How Will California Defend Its Carry Ban for Non-Residents? – Bearing Arms

We’ll be talking with California Rifle & Pistol Association president Chuck Michel about the brand new lawsuit taking some of California’s ridiculous requirements for concealed carry applicants on Wednesday’s Cam & Co, and I’m curious to get his thoughts on what kind of defense Attorney General Rob Bonta might offer when it comes to the state’s prohibition on concealed carry for non-residents. I think it’s gonna be awfully tough for Bonta to muster up any kind of rationale that’s going be acceptable to a judge in light of the history, text, and tradition test that’s required, but honestly, it’s hard to defend that ban on bearing arms for non-residents even under the kind of interest-balancing approach that the Supreme Court has rejected.

In their initial complaint, the plaintiffs make it clear that, as far as California lawmakers are concerned, if you’re not a resident of the Golden State your Second Amendment rights become null and void as soon as you cross the state line. It doesn’t matter if you have a valid concealed carry license from another state, because California doesn’t recognize those permits. And if you want to apply for a California CCW you can’t, because there’s no process for non-residents to do so.

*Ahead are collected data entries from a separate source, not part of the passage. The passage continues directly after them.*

//! CoinGecko client.
//!
//! CoinGecko is the detail provider: per-coin history, OHLC candles, and
//! sparklines, addressed by slug-like coin IDs (`bitcoin`, `official-trump`).

use crate::cache::ResponseCache;
use crate::config::ProviderConfig;
use crate::error::{ApiError, ApiResult};
use crate::http::HttpBackend;
use crate::models::{GeckoMarketChart, GeckoMarketRow};
use crate::provider::{MarketDataProvider, Operation};
use async_trait::async_trait;
use chrono::{DateTime, Utc};
use coinwatch_core::{
    MarketSnapshot, OhlcCandle, PricePoint, TokenMap, clamp_ohlc_days, extract_sparkline_prices,
    validate_candles,
};
use serde_json::Value;
use url::Url;

const SPECIALIZATIONS: &[Operation] = &[
    Operation::HistoricalSeries,
    Operation::Ohlc,
    Operation::Sparkline,
    Operation::MarketOverview,
];

/// CoinGecko API client, generic over the HTTP backend.
pub struct CoinGeckoClient<B: HttpBackend> {
    backend: B,
    base_url: String,
    cache: ResponseCache,
    map: TokenMap,
}

impl<B: HttpBackend> CoinGeckoClient<B> {
    pub fn new(backend: B, config: &ProviderConfig, map: TokenMap) -> Self {
        Self {
            backend,
            base_url: config.base_url.trim_end_matches('/').to_string(),
            cache: ResponseCache::new(config.cache_ttl),
            map,
        }
    }

    fn endpoint(&self, path: &str, params: &[(&str, &str)]) -> ApiResult<Url> {
        let mut url = Url::parse(&format!("{}/{path}", self.base_url))?;
        url.query_pairs_mut().extend_pairs(params);
        Ok(url)
    }

    /// Fetch through the response cache.
    async fn get_with_cache(&self, url: &Url) -> ApiResult<Value> {
        if let Some(cached) = self.cache.get(url.as_str()) {
            tracing::debug!(url = %url, "cache hit");
            return Ok(cached);
        }
        let value: Value = self.backend.get_json(url).await?;
        self.cache.put(url.as_str(), value.clone());
        Ok(value)
    }

    fn resolve(&self, token: &str) -> ApiResult<String> {
        self.map
            .to_coingecko_id(token)
            .ok_or_else(|| ApiError::UnknownToken {
                token: token.to_string(),
            })
    }

    /// Raw `/coins/markets` rows for a set of coin IDs.
    async fn markets(&self, ids: &[String], sparkline: bool) -> ApiResult<Value> {
        let joined = ids.join(",");
        let url = self.endpoint(
            "coins/markets",
            &[
                ("vs_currency", "usd"),
                ("ids", &joined),
                ("sparkline", if sparkline { "true" } else { "false" }),
                ("price_change_percentage", "24h"),
            ],
        )?;
        self.get_with_cache(&url).await
    }

    fn row_to_snapshot(&self, row: &GeckoMarketRow) -> Option<MarketSnapshot> {
        let price = row.current_price?;
        if !(price.is_finite() && price > 0.0) {
            tracing::warn!(coin = %row.id, price, "dropping row with unusable price");
            return None;
        }
        let symbol = self
            .map
            .from_coingecko_id(&row.id)
            .unwrap_or_else(|| row.symbol.to_uppercase());
        Some(MarketSnapshot {
            symbol,
            price,
            price_change_24h: row.price_change_percentage_24h,
            volume: row.total_volume,
            market_cap: row.market_cap,
            last_updated: row.last_updated.unwrap_or_else(Utc::now),
        })
    }
}

#[async_trait]
impl<B: HttpBackend> MarketDataProvider for CoinGeckoClient<B> {
    fn name(&self) -> &'static str {
        "coingecko"
    }

    fn specializations(&self) -> &'static [Operation] {
        SPECIALIZATIONS
    }

    async fn market_snapshots(&self, symbols: &[String]) -> ApiResult<Vec<MarketSnapshot>> {
        let mut ids = Vec::with_capacity(symbols.len());
        for symbol in symbols {
            match self.map.to_coingecko_id(symbol) {
                Some(id) => ids.push(id),
                None => tracing::warn!(token = %symbol, "no CoinGecko mapping, skipping"),
            }
        }
        if ids.is_empty() {
            return Err(ApiError::UnknownToken {
                token: symbols.join(","),
            });
        }

        let payload = self.markets(&ids, false).await?;
        let rows: Vec<GeckoMarketRow> = serde_json::from_value(payload)?;
        Ok(rows
            .iter()
            .filter_map(|row| self.row_to_snapshot(row))
            .collect())
    }

    async fn price_series(&self, symbol: &str, hours: i64) -> ApiResult<Vec<PricePoint>> {
        let id = self.resolve(symbol)?;
        // Round hours up to whole days, never below one
        let days = ((hours + 23) / 24).max(1).to_string();
        let url = self.endpoint(
            &format!("coins/{id}/market_chart"),
            &[("vs_currency", "usd"), ("days", &days)],
        )?;
        let payload = self.get_with_cache(&url).await?;
        let chart: GeckoMarketChart = serde_json::from_value(payload)?;

        let mut points = Vec::with_capacity(chart.prices.len());
        for [millis, price] in chart.prices {
            if !(price.is_finite() && price > 0.0) {
                continue;
            }
            #[allow(clippy::cast_possible_truncation)]
            let Some(timestamp) = DateTime::<Utc>::from_timestamp_millis(millis as i64) else {
                continue;
            };
            points.push(PricePoint { price, timestamp });
        }
        Ok(points)
    }

    async fn ohlc(&self, symbol: &str, days: u32) -> ApiResult<Vec<OhlcCandle>> {
        let id = self.resolve(symbol)?;
        let days = clamp_ohlc_days(days).to_string();
        let url = self.endpoint(
            &format!("coins/{id}/ohlc"),
            &[("vs_currency", "usd"), ("days", &days)],
        )?;
        let payload = self.get_with_cache(&url).await?;
        let raw: Vec<Vec<f64>> = serde_json::from_value(payload)?;
        Ok(validate_candles(&raw)?)
    }

    async fn sparkline(&self, symbol: &str) -> ApiResult<Vec<f64>> {
        let id = self.resolve(symbol)?;
        let payload = self.markets(&[id.clone()], true).await?;
        let row = payload
            .as_array()
            .and_then(|rows| rows.first())
            .ok_or(ApiError::CoinNotFound {
                provider: "coingecko",
                coin_id: id,
            })?;
        Ok(extract_sparkline_prices(row))
    }
}

#[cfg(test)]
mod tests {
    use super::*;
    use crate::http::testing::FakeBackend;
    use serde_json::json;

    fn client(backend: FakeBackend) -> CoinGeckoClient<FakeBackend> {
        let config = ProviderConfig::coingecko().with_base_url("https://fake.test/api/v3");
        CoinGeckoClient::new(backend, &config, TokenMap::new())
    }

    fn markets_row() -> Value {
        json!({
            "id": "bitcoin",
            "symbol": "btc",
            "current_price": 97_000.5,
            "market_cap": 1_900_000_000_000.0_f64,
            "total_volume": 30_000_000_000.0_f64,
            "price_change_percentage_24h": 1.2,
            "last_updated": "2025-06-01T12:00:00Z"
        })
    }

    #[tokio::test]
    async fn snapshots_map_rows_to_canonical_symbols() {
        let backend = FakeBackend::new().with_response("coins/markets", json!([markets_row()]));
        let client = client(backend);

        let snaps = client
            .market_snapshots(&["BTC".to_string()])
            .await
            .unwrap();
        assert_eq!(snaps.len(), 1);
        assert_eq!(snaps[0].symbol, "BTC");
        assert!((snaps[0].price - 97_000.5).abs() < f64::EPSILON);
        assert!(snaps[0].has_valid_price());
    }

    #[tokio::test]
    async fn snapshots_drop_zero_price_rows() {
        let mut bad = markets_row();
        bad["current_price"] = json!(0.0);
        let backend =
            FakeBackend::new().with_response("coins/markets", json!([markets_row(), bad]));
        let client = client(backend);

        let snaps = client
            .market_snapshots(&["BTC".to_string()])
            .await
            .unwrap();
        assert_eq!(snaps.len(), 1);
    }

    #[tokio::test]
    async fn snapshots_fail_when_nothing_resolves() {
        let client = client(FakeBackend::new());
        let err = client
            .market_snapshots(&["NOPE".to_string()])
            .await
            .unwrap_err();
        assert!(matches!(err, ApiError::UnknownToken { .. }));
    }

    #[tokio::test]
    async fn price_series_parses_chart_pairs() {
        let backend = FakeBackend::new().with_response(
            "coins/ethereum/market_chart",
            json!({"prices": [
                [1_700_000_000_000.0_f64, 2000.0],
                [1_700_000_060_000.0_f64, 0.0],
                [1_700_000_120_000.0_f64, 2010.0]
            ]}),
        );
        let client = client(backend);

        let points = client.price_series("ETH", 24).await.unwrap();
        assert_eq!(points.len(), 2);
        assert!((points[1].price - 2010.0).abs() < f64::EPSILON);
        assert!(client.backend.requested_urls()[0].contains("days=1"));
    }

    #[tokio::test]
    async fn price_series_rounds_hours_up_to_days() {
        let backend = FakeBackend::new()
            .with_response("coins/ethereum/market_chart", json!({"prices": []}));
        let client = client(backend);

        client.price_series("ETH", 25).await.unwrap();
        client.price_series("ETH", 168).await.unwrap();
        client.price_series("ETH", 0).await.unwrap();

        let urls = client.backend.requested_urls();
        assert!(urls[0].contains("days=2"));
        assert!(urls[1].contains("days=7"));
        assert!(urls[2].contains("days=1"));
    }

    #[tokio::test]
    async fn ohlc_validates_and_clamps_days() {
        let backend = FakeBackend::new().with_response(
            "coins/bitcoin/ohlc",
            json!([[1_700_000_000_000.0_f64, 100.0, 105.0, 98.0, 103.0]]),
        );
        let client = client(backend);

        // 3 is not an allowed window; the request goes out clamped to 1
        let candles = client.ohlc("BTC", 3).await.unwrap();
        assert_eq!(candles.len(), 1);
        let urls = client.backend.requested_urls();
        assert!(urls[0].contains("days=1"));
    }

    #[tokio::test]
    async fn sparkline_extracts_nested_prices() {
        let mut row = markets_row();
        row["id"] = json!("uniswap");
        row["sparkline_in_7d"] = json!({"price": [6.0, 6.05, 6.12]});
        let backend = FakeBackend::new().with_response("coins/markets", json!([row]));
        let client = client(backend);

        let prices = client.sparkline("UNI").await.unwrap();
        assert_eq!(prices, vec![6.0, 6.05, 6.12]);
        assert!(client.backend.requested_urls()[0].contains("sparkline=true"));
    }

    #[tokio::test]
    async fn second_identical_request_hits_the_cache() {
        let backend = FakeBackend::new().with_response("coins/markets", json!([markets_row()]));
        let client = client(backend);

        client.market_snapshots(&["BTC".to_string()]).await.unwrap();
        client.market_snapshots(&["BTC".to_string()]).await.unwrap();
        assert_eq!(client.backend.requested_urls().len(), 1);
    }
}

In other words, if you are visiting California from another state, or if you need to cross into the state regularly for work, you check your federally enumerated right to carry for self-defense at California’s border.

… California has no more authority to deny nonresidents’ rights to public carry than it does to deny their rights to speak within its borders. On the contrary, the Second Amendment’s reference to “‘the people[]’ … unambiguously refers to all members of the political community, not an unspecified subset.”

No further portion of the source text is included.